Problem to work on: Within the data that follows, set down exactly the lines from the one containing "(TR) per bar." through the one containing "(+DI + -DI) * 100", both ends included.

Collected data entries:
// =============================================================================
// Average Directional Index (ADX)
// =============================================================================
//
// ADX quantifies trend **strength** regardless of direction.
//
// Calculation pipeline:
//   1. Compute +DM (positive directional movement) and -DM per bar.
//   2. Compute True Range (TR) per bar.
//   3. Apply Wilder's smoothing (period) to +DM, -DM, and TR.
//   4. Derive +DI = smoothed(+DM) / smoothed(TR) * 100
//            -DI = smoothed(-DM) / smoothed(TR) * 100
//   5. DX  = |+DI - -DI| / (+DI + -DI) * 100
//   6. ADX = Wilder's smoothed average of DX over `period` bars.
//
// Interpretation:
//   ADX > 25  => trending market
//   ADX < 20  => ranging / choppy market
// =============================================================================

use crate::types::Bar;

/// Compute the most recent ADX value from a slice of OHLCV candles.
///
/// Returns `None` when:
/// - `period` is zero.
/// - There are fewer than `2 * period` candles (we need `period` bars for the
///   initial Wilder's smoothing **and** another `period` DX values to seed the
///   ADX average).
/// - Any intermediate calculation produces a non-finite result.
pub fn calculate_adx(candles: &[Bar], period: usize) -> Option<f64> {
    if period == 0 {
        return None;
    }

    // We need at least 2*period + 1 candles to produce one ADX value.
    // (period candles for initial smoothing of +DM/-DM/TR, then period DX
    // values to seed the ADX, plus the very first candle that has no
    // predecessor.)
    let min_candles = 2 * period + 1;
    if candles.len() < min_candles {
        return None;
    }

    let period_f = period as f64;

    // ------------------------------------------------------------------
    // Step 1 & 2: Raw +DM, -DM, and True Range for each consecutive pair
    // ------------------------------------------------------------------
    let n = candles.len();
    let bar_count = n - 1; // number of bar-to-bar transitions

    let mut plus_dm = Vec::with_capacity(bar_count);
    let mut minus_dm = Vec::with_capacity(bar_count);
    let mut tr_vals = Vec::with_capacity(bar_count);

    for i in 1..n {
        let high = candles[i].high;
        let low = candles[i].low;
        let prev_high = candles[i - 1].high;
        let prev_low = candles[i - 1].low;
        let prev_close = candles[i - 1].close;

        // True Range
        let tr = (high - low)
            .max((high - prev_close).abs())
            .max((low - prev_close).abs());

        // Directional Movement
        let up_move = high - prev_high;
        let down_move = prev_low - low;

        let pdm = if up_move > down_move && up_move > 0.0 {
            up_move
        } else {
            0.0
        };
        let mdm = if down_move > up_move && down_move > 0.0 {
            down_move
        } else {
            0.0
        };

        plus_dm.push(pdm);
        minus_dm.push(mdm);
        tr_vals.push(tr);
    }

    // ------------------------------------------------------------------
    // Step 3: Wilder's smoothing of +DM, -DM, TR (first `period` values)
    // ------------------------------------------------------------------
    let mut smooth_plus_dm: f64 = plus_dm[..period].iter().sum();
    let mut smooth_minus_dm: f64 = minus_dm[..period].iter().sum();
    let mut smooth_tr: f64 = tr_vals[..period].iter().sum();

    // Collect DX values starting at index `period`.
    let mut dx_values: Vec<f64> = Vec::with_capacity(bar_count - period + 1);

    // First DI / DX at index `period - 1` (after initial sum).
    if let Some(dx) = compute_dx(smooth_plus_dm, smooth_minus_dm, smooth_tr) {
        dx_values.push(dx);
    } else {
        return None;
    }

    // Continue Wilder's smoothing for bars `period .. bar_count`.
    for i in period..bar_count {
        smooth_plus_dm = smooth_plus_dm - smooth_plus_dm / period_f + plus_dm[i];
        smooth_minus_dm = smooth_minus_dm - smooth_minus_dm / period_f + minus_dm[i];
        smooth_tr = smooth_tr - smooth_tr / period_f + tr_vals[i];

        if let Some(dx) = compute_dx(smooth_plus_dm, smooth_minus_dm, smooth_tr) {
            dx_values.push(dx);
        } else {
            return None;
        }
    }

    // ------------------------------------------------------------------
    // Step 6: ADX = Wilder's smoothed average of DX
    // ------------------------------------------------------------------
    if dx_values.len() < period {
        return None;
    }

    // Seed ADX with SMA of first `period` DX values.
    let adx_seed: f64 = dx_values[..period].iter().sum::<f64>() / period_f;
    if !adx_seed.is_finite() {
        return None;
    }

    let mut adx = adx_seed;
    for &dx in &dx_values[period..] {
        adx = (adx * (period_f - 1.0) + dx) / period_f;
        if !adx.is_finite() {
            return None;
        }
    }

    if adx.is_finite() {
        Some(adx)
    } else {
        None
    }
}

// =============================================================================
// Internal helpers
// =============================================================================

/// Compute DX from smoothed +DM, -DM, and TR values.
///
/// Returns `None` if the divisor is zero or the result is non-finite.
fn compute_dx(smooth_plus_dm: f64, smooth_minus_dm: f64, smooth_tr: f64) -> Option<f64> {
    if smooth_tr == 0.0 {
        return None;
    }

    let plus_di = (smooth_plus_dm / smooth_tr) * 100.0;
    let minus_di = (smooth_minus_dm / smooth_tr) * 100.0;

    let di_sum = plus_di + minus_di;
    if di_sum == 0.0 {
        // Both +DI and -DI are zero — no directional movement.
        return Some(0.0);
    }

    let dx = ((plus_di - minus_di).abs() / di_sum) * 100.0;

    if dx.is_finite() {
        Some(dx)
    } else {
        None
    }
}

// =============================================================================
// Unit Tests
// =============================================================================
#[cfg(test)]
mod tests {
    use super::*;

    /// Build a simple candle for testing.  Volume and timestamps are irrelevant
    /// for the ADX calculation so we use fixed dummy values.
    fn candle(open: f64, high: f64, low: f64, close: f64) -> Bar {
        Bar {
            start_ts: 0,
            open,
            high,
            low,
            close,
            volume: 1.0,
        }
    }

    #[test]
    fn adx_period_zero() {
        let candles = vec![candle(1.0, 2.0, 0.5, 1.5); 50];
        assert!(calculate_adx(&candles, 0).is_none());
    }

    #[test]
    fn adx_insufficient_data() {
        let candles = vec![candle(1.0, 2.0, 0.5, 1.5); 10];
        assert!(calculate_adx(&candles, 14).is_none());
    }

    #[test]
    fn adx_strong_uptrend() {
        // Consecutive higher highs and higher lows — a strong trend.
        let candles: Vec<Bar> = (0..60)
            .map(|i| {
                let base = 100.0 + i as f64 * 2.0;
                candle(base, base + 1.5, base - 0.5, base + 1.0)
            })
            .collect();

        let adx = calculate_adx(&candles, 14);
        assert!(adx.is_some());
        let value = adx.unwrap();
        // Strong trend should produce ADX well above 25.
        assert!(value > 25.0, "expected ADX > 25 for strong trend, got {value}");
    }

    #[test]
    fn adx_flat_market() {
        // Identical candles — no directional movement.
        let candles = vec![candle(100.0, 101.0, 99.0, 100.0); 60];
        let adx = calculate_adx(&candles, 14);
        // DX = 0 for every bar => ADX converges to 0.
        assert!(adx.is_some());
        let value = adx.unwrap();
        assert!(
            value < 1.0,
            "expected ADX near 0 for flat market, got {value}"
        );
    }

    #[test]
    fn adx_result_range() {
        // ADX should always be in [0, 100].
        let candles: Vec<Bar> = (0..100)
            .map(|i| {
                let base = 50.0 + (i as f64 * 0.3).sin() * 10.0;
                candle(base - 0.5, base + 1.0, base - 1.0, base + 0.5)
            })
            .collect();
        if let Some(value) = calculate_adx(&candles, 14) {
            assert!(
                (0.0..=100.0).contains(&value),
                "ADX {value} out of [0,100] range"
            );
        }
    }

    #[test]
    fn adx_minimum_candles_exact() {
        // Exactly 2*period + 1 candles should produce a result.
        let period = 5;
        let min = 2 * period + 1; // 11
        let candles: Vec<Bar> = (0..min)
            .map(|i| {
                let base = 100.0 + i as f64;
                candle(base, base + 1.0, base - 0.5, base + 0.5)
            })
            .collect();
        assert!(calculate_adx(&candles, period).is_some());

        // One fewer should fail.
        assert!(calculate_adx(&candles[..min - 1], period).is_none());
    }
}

Your response:
//   2. Compute True Range (TR) per bar.
//   3. Apply Wilder's smoothing (period) to +DM, -DM, and TR.
//   4. Derive +DI = smoothed(+DM) / smoothed(TR) * 100
//            -DI = smoothed(-DM) / smoothed(TR) * 100
//   5. DX  = |+DI - -DI| / (+DI + -DI) * 100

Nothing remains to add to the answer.